The ‘Veterans’ Vote’ is far from locked up

Steve Benen, The Carpetbagger Report: A couple of months ago, Time magazine posed the question: “Does McCain Have a Vets Problem?” The question hardly fits into the existing media narrative — John McCain is a decorated veteran of the Vietnam War. He shouldn’t, the argument goes, have any trouble winning over the support of other veterans.
But the narrative is incomplete, to put it mildly. Iraq and Afghanistan Veterans of America gave McCain a grade of D for his record of voting against veterans (Obama got a B+), while the Disabled Veterans of America gave McCain a 20% vote rating. The Vietnam Veterans of America compiled a list of key votes, and found McCain voted against the group’s position 15 times and with the group eight times. (Obama, in contrast, voted with the VVA 12 times, and against it only once.)

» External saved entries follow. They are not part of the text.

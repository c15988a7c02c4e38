//! Session timeout coordinator.
//!
//! Runs two periodic checks while started:
//! - Expiry check (every `check_interval`): renews the session when it is
//!   within `renewal_threshold` of expiry, warns once when it is within
//!   `warning_time`, and logs the user out once it has expired
//! - Idle check (every `idle_check_interval`): logs the user out after
//!   `max_idle_time` without activity
//!
//! A third task follows renewals and keeps the [`RenewalScheduler`] armed
//! for the current expiry.

use chrono::{DateTime, Utc};
use parking_lot::Mutex;
use std::sync::atomic::{AtomicBool, Ordering};
use std::sync::Arc;
use std::time::Duration;
use tokio::task::JoinHandle;
use tokio::time::{interval, MissedTickBehavior};
use tracing::{debug, info, warn};

use super::{
    as_minutes, ActivityEvent, ActivityState, AuthContext, Clock, LogoutReason, RenewalGuard,
    RenewalScheduler, Session, SystemClock, TimeoutSettings,
};
use crate::metrics::{record_forced_logout, record_warning_shown};
use crate::notify::{Navigator, Notifier, Toast, ToastId};
use crate::storage::{KeyValueStore, SessionMirror};

/// Minimum spacing between mirrored last-activity writes
const ACTIVITY_SAVE_INTERVAL_MS: i64 = 1_000;

/// Result of one expiry check
#[derive(Debug, Clone, PartialEq)]
pub enum CheckOutcome {
    /// No session to check
    NoSession,
    Checked {
        minutes_until_expiry: f64,
        renewed: bool,
        warned: bool,
    },
    LoggedOut(LogoutReason),
}

/// Result of one idle check
#[derive(Debug, Clone, PartialEq)]
pub enum IdleOutcome {
    NoSession,
    Active { idle_for: Duration },
    LoggedOut(LogoutReason),
}

struct Tracker {
    settings: TimeoutSettings,
    auth: Arc<dyn AuthContext>,
    guard: Arc<RenewalGuard>,
    scheduler: RenewalScheduler,
    notifier: Arc<dyn Notifier>,
    navigator: Arc<dyn Navigator>,
    mirror: SessionMirror,
    clock: Arc<dyn Clock>,
    activity: Mutex<ActivityState>,
    /// When last activity was last written to the mirror
    activity_saved_at: Mutex<Option<DateTime<Utc>>>,
    warning_toast: Mutex<Option<ToastId>>,
    /// Set once a forced logout begins; cleared by `start`
    logged_out: AtomicBool,
}

pub struct SessionTimeout {
    tracker: Arc<Tracker>,
    tasks: Mutex<Vec<JoinHandle<()>>>,
}

/// Builder for [`SessionTimeout`].
pub struct SessionTimeoutBuilder {
    settings: TimeoutSettings,
    auth: Arc<dyn AuthContext>,
    notifier: Arc<dyn Notifier>,
    navigator: Arc<dyn Navigator>,
    guard: Option<Arc<RenewalGuard>>,
    store: Option<Arc<dyn KeyValueStore>>,
    clock: Arc<dyn Clock>,
}

impl SessionTimeoutBuilder {
    /// Share a renewal guard with other renewal triggers
    pub fn with_guard(mut self, guard: Arc<RenewalGuard>) -> Self {
        self.guard = Some(guard);
        self
    }

    /// Mirror activity state into the given store
    pub fn with_store(mut self, store: Arc<dyn KeyValueStore>) -> Self {
        self.store = Some(store);
        self
    }

    pub fn with_clock(mut self, clock: Arc<dyn Clock>) -> Self {
        self.clock = clock;
        self
    }

    pub fn build(self) -> SessionTimeout {
        let guard = self
            .guard
            .unwrap_or_else(|| Arc::new(RenewalGuard::new(Arc::clone(&self.auth))));
        let scheduler = RenewalScheduler::new(
            Arc::clone(&guard),
            Arc::clone(&self.clock),
            self.settings.renewal_lead,
        );
        let mirror = match self.store {
            Some(store) => SessionMirror::new(store),
            None => SessionMirror::disabled(),
        };
        let activity = ActivityState::new(self.clock.now());

        SessionTimeout {
            tracker: Arc::new(Tracker {
                settings: self.settings,
                auth: self.auth,
                guard,
                scheduler,
                notifier: self.notifier,
                navigator: self.navigator,
                mirror,
                clock: self.clock,
                activity: Mutex::new(activity),
                activity_saved_at: Mutex::new(None),
                warning_toast: Mutex::new(None),
                logged_out: AtomicBool::new(false),
            }),
            tasks: Mutex::new(Vec::new()),
        }
    }
}
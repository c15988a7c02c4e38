pub mod auth;
pub mod cli;
pub mod config;
pub mod error;
pub mod metrics;
pub mod notify;
pub mod session;
pub mod storage;

#[cfg(test)]
mod testing;

pub use config::Config;
pub use session::{
    ActivityEvent, AuthContext, CheckOutcome, IdleOutcome, LogoutReason, RenewalGuard,
    RenewalScheduler, Session, SessionTimeout, TimeoutSettings,
};
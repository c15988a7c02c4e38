//! Proactive renewal timer.
//!
//! Rather than waiting for the next expiry check, a single one-shot timer
//! is armed to renew the session shortly before it expires.

use parking_lot::Mutex;
use std::sync::Arc;
use std::time::Duration;
use tokio::task::JoinHandle;
use tracing::{debug, info, warn};

use super::{Clock, RenewalGuard};

pub struct RenewalScheduler {
    guard: Arc<RenewalGuard>,
    clock: Arc<dyn Clock>,
    /// How long before expiry the timer fires
    lead: Duration,
    timer: Mutex<Option<ArmedTimer>>,
}

struct ArmedTimer {
    exp: i64,
    handle: JoinHandle<()>,
}

impl RenewalScheduler {
    pub fn new(guard: Arc<RenewalGuard>, clock: Arc<dyn Clock>, lead: Duration) -> Self {
        Self {
            guard,
            clock,
            lead,
            timer: Mutex::new(None),
        }
    }

    /// Delay from now until the renewal for a session expiring at `exp` is due.
    pub fn delay_until_renewal(&self, exp: i64) -> Duration {
        let lead_ms = i64::try_from(self.lead.as_millis()).unwrap_or(i64::MAX);
        let fire_at_ms = exp.saturating_mul(1000).saturating_sub(lead_ms);
        let remaining_ms = fire_at_ms.saturating_sub(self.clock.now().timestamp_millis());
        Duration::from_millis(remaining_ms.max(0) as u64)
    }

    /// Arm the timer for a session expiring at `exp`, replacing any
    /// previously armed timer. Must be called from within a tokio runtime.
    ///
    /// Returns false without touching the timer when `exp` is the expiry
    /// the timer was last armed for, or when the renewal is already due.
    /// A due renewal is left to the periodic expiry check, which renews at
    /// most once per check.
    pub fn schedule(&self, exp: i64) -> bool {
        let mut timer = self.timer.lock();
        if timer.as_ref().is_some_and(|armed| armed.exp == exp) {
            debug!(exp, "Renewal already scheduled for this expiry");
            return false;
        }
        if let Some(previous) = timer.take() {
            previous.handle.abort();
        }

        let delay = self.delay_until_renewal(exp);
        if delay.is_zero() {
            debug!(exp, "Renewal already due, leaving it to the expiry check");
            return false;
        }

        debug!(exp, delay_secs = delay.as_secs(), "Scheduling session renewal");
        let guard = Arc::clone(&self.guard);
        let handle = tokio::spawn(async move {
            tokio::time::sleep(delay).await;
            match guard.renew().await {
                Ok(session) => info!(exp = session.exp, "Scheduled session renewal succeeded"),
                Err(e) => warn!(error = %e, "Scheduled session renewal failed"),
            }
        });
        *timer = Some(ArmedTimer { exp, handle });
        true
    }

    pub fn cancel(&self) {
        if let Some(armed) = self.timer.lock().take() {
            armed.handle.abort();
        }
    }

    pub fn is_scheduled(&self) -> bool {
        self.timer
            .lock()
            .as_ref()
            .is_some_and(|armed| !armed.handle.is_finished())
    }
}

impl Drop for RenewalScheduler {
    fn drop(&mut self) {
        self.cancel();
    }
}
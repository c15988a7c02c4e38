//! Session timeout and renewal tracking.
//!
//! A [`SessionTimeout`] coordinator owns two periodic checks (token expiry
//! and user idleness), the activity subscription, and an auto-renewal
//! timer. All renewals go through a shared [`RenewalGuard`] so that
//! overlapping triggers only ever produce one refresh call.

mod activity;
mod renewal;
mod scheduler;
mod timeout;

pub use activity::*;
pub use renewal::*;
pub use scheduler::*;
pub use timeout::*;

use async_trait::async_trait;
use chrono::{DateTime, TimeZone, Utc};
use std::fmt;
use std::time::Duration;

use crate::error::AuthError;

/// An authenticated session as seen by the client.
#[derive(Debug, Clone, PartialEq, Eq)]
pub struct Session {
    /// Expiry as a Unix timestamp in seconds
    pub exp: i64,
    pub role: Option<String>,
}

impl Session {
    pub fn new(exp: i64) -> Self {
        Self { exp, role: None }
    }

    pub fn with_role(mut self, role: impl Into<String>) -> Self {
        self.role = Some(role.into());
        self
    }

    pub fn expires_at(&self) -> Option<DateTime<Utc>> {
        Utc.timestamp_opt(self.exp, 0).single()
    }

    /// Fractional minutes left before expiry; negative once expired.
    pub fn minutes_until_expiry(&self, now: DateTime<Utc>) -> f64 {
        let remaining_ms = self.exp_millis().saturating_sub(now.timestamp_millis());
        remaining_ms as f64 / 60_000.0
    }

    /// Expiry in Unix milliseconds, saturating for out-of-range claims.
    pub fn exp_millis(&self) -> i64 {
        self.exp.saturating_mul(1000)
    }
}

/// Source of wall-clock time.
pub trait Clock: Send + Sync {
    fn now(&self) -> DateTime<Utc>;
}

#[derive(Debug, Clone, Copy, Default)]
pub struct SystemClock;

impl Clock for SystemClock {
    fn now(&self) -> DateTime<Utc> {
        Utc::now()
    }
}

/// The host's authentication state: current session plus the logout and
/// refresh actions the tracker may invoke.
#[async_trait]
pub trait AuthContext: Send + Sync {
    fn current_session(&self) -> Option<Session>;

    async fn logout(&self);

    async fn refresh_token(&self) -> Result<Session, AuthError>;
}

/// Why the tracker ended a session.
#[derive(Debug, Clone, Copy, PartialEq, Eq, Hash)]
pub enum LogoutReason {
    SessionExpired,
    RenewalFailed,
    IdleTimeout,
}

impl LogoutReason {
    /// Machine-readable marker placed in the login redirect.
    pub fn query_marker(&self) -> &'static str {
        match self {
            // A failed refresh is reported to the login page as an expiry
            LogoutReason::SessionExpired | LogoutReason::RenewalFailed => "session_expired",
            LogoutReason::IdleTimeout => "idle_timeout",
        }
    }

    pub fn as_str(&self) -> &'static str {
        match self {
            LogoutReason::SessionExpired => "session_expired",
            LogoutReason::RenewalFailed => "renewal_failed",
            LogoutReason::IdleTimeout => "idle_timeout",
        }
    }

    pub fn login_redirect(&self, login_path: &str) -> String {
        format!("{}?error={}", login_path, self.query_marker())
    }
}

impl fmt::Display for LogoutReason {
    fn fmt(&self, f: &mut fmt::Formatter<'_>) -> fmt::Result {
        f.write_str(self.as_str())
    }
}

/// Tuning knobs for [`SessionTimeout`].
#[derive(Debug, Clone)]
pub struct TimeoutSettings {
    /// Lead time before expiry at which the warning is raised
    pub warning_time: Duration,
    /// Interval between expiry checks
    pub check_interval: Duration,
    /// Lead time before expiry at which a check renews the session
    pub renewal_threshold: Duration,
    /// Inactivity after which the user is logged out
    pub max_idle_time: Duration,
    pub idle_check_interval: Duration,
    /// Lead time before expiry for the scheduled renewal
    pub renewal_lead: Duration,
    pub login_path: String,
}

impl Default for TimeoutSettings {
    fn default() -> Self {
        Self {
            warning_time: Duration::from_secs(5 * 60),
            check_interval: Duration::from_secs(60),
            renewal_threshold: Duration::from_secs(10 * 60),
            max_idle_time: Duration::from_secs(30 * 60),
            idle_check_interval: Duration::from_secs(30),
            renewal_lead: Duration::from_secs(10 * 60),
            login_path: "/login".to_string(),
        }
    }
}

pub(crate) fn as_minutes(duration: Duration) -> f64 {
    duration.as_secs_f64() / 60.0
}
use axum::{
    extract::{Path, State},
    response::Redirect,
    routing::get,
    Json, Router,
};
use serde_json::{json, Value};
use tracing::{info, instrument};

use crate::auth::session::InstructorSession;
use crate::error::AppError;
use crate::instructors::dto::{
    BmiRequest, BmiResponse, BmrRequest, BmrResponse, InstructorProfile, LinkStudentRequest,
    NoticeResponse, StudentDetailResponse, StudentListResponse, StudentSummary,
};
use crate::metrics;
use crate::state::AppState;
use crate::store::Store;
use crate::students::dto::StudentProfile;
use crate::validation::positive_number;

pub fn routes() -> Router<AppState> {
    Router::new()
        .route("/instructor_dashboard", get(dashboard))
        .route(
            "/instructor_students",
            get(list_students).post(link_student),
        )
        .route("/student_details/:id", get(student_details))
        .route("/bmi_calculator", get(bmi_form).post(bmi_calculate))
        .route("/bmr_calculator", get(bmr_form).post(bmr_calculate))
}

/// The instructor dashboard is the student list.
pub async fn dashboard(InstructorSession(_): InstructorSession) -> Redirect {
    Redirect::to("/instructor_students")
}

#[instrument(skip(state))]
pub async fn list_students(
    State(state): State<AppState>,
    InstructorSession(instructor_id): InstructorSession,
) -> Result<Json<StudentListResponse>, AppError> {
    let instructor = state
        .store
        .instructor_by_id(instructor_id)
        .await?
        .ok_or_else(|| AppError::NotFound("Instructor not found!".into()))?;
    let students = state
        .store
        .linked_students(instructor_id)
        .await?
        .into_iter()
        .map(StudentSummary::from)
        .collect();
    Ok(Json(StudentListResponse {
        instructor: InstructorProfile::from(instructor),
        students,
    }))
}

#[instrument(skip(state, payload))]
pub async fn link_student(
    State(state): State<AppState>,
    InstructorSession(instructor_id): InstructorSession,
    Json(payload): Json<LinkStudentRequest>,
) -> Result<Json<NoticeResponse>, AppError> {
    let code = payload.student_id.trim().to_string();
    let student = state
        .store
        .student_by_code(&code)
        .await?
        .ok_or_else(|| AppError::NotFound("Student not found!".into()))?;

    let created = state.store.create_link(student.id, instructor_id).await?;
    let notice = if created {
        info!(instructor_id, student_id = student.id, "student linked");
        "Student added successfully!"
    } else {
        "Student already in your list!"
    };
    Ok(Json(NoticeResponse {
        notice: notice.into(),
    }))
}

#[instrument(skip(state))]
pub async fn student_details(
    State(state): State<AppState>,
    InstructorSession(instructor_id): InstructorSession,
    Path(student_id): Path<i64>,
) -> Result<Json<StudentDetailResponse>, AppError> {
    // Only linked students are visible; nothing is returned otherwise.
    if !state.store.link_exists(student_id, instructor_id).await? {
        return Err(AppError::AccessDenied("Access denied!".into()));
    }
    let student = state
        .store
        .student_by_id(student_id)
        .await?
        .ok_or_else(|| AppError::NotFound("Student not found!".into()))?;
    let weight_records = state.store.weight_records(student_id).await?;
    Ok(Json(StudentDetailResponse {
        student: StudentProfile::from(student),
        weight_records,
    }))
}

async fn bmi_form(InstructorSession(_): InstructorSession) -> Json<Value> {
    Json(json!({ "fields": ["weight", "height"] }))
}

#[instrument]
pub async fn bmi_calculate(
    InstructorSession(_): InstructorSession,
    Json(payload): Json<BmiRequest>,
) -> Result<Json<BmiResponse>, AppError> {
    positive_number("Weight", payload.weight)?;
    positive_number("Height", payload.height)?;
    Ok(Json(BmiResponse {
        bmi: metrics::bmi(payload.weight, payload.height),
    }))
}

async fn bmr_form(InstructorSession(_): InstructorSession) -> Json<Value> {
    Json(json!({
        "fields": ["gender", "weight", "height", "age", "activity_level"]
    }))
}

#[instrument]
pub async fn bmr_calculate(
    InstructorSession(_): InstructorSession,
    Json(payload): Json<BmrRequest>,
) -> Result<Json<BmrResponse>, AppError> {
    positive_number("Weight", payload.weight)?;
    positive_number("Height", payload.height)?;
    Ok(Json(BmrResponse {
        bmr: metrics::bmr(&payload.gender, payload.weight, payload.height, payload.age),
        activity_factor: payload.activity_level,
    }))
}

With that in mind, when McCain went to Las Vegas over the weekend to speak to the Disabled American Veterans, perhaps it shouldn’t have been too big a surprise that the presumptive Republican nominee received lukewarm support.
Sen. John McCain, speaking to disabled veterans Saturday in Las Vegas, attacked his Democratic opponent, Sen. Barack Obama, for his foreign policy record, while also proposing a program that would allow veterans to acquire health care at private hospitals and not just through the Veterans Affairs Department.
The veterans, at Bally’s for their national convention, gave him a tepid reception, especially considering McCain’s life story. The Arizona senator was a Navy pilot shot down over Vietnam, tortured and held as a prisoner of war for 5 1/2 years.
The Las Vegas Sun interviewed 14 veterans after McCain’s speech, only one identified himself as a certain McCain voter. Devoting most of his remarks to attacking Obama apparently didn’t help.
Retired Marine Duke Hendershot, a double amputee who served in Vietnam, supported McCain’s 2000 campaign, but is undecided now. “John just isn’t the same as he used to be. He’s not his own man,” Hendershot said. “A lot of that has to do with how he’s wanted this job so bad for so long that he’s tied himself to President Bush.” Hendershot added, “[McCain] should have been talking about veterans issues, not his opponent.”
Obama, in contrast, appeared via video, did not attack McCain, and focused exclusively on veterans’ issues.
Given McCain’s “tepid” reception, perhaps it makes sense the VA isn’t helping out when it comes to veterans’ voter registration. Susan Bysiewicz, the secretary of state for Connecticut, had this item in the NYT today.
What is the secretary of Veterans Affairs thinking? On May 5, the department led by James B. Peake issued a directive that bans nonpartisan voter registration drives at federally financed nursing homes, rehabilitation centers and shelters for homeless veterans. As a result, too many of our most patriotic American citizens — our injured and ill military veterans — may not be able to vote this November. […]
[F]ederal legislation shouldn’t be needed for the Department of Veterans Affairs to lift the ban on voter registration drives by state and local election officials and nonpartisan groups.
The federal government should be doing everything it can to support our nation’s veterans who have served us so courageously. There can be no justification for any barrier that impedes the ability of veterans to participate in democracy’s most fundamental act, the vote.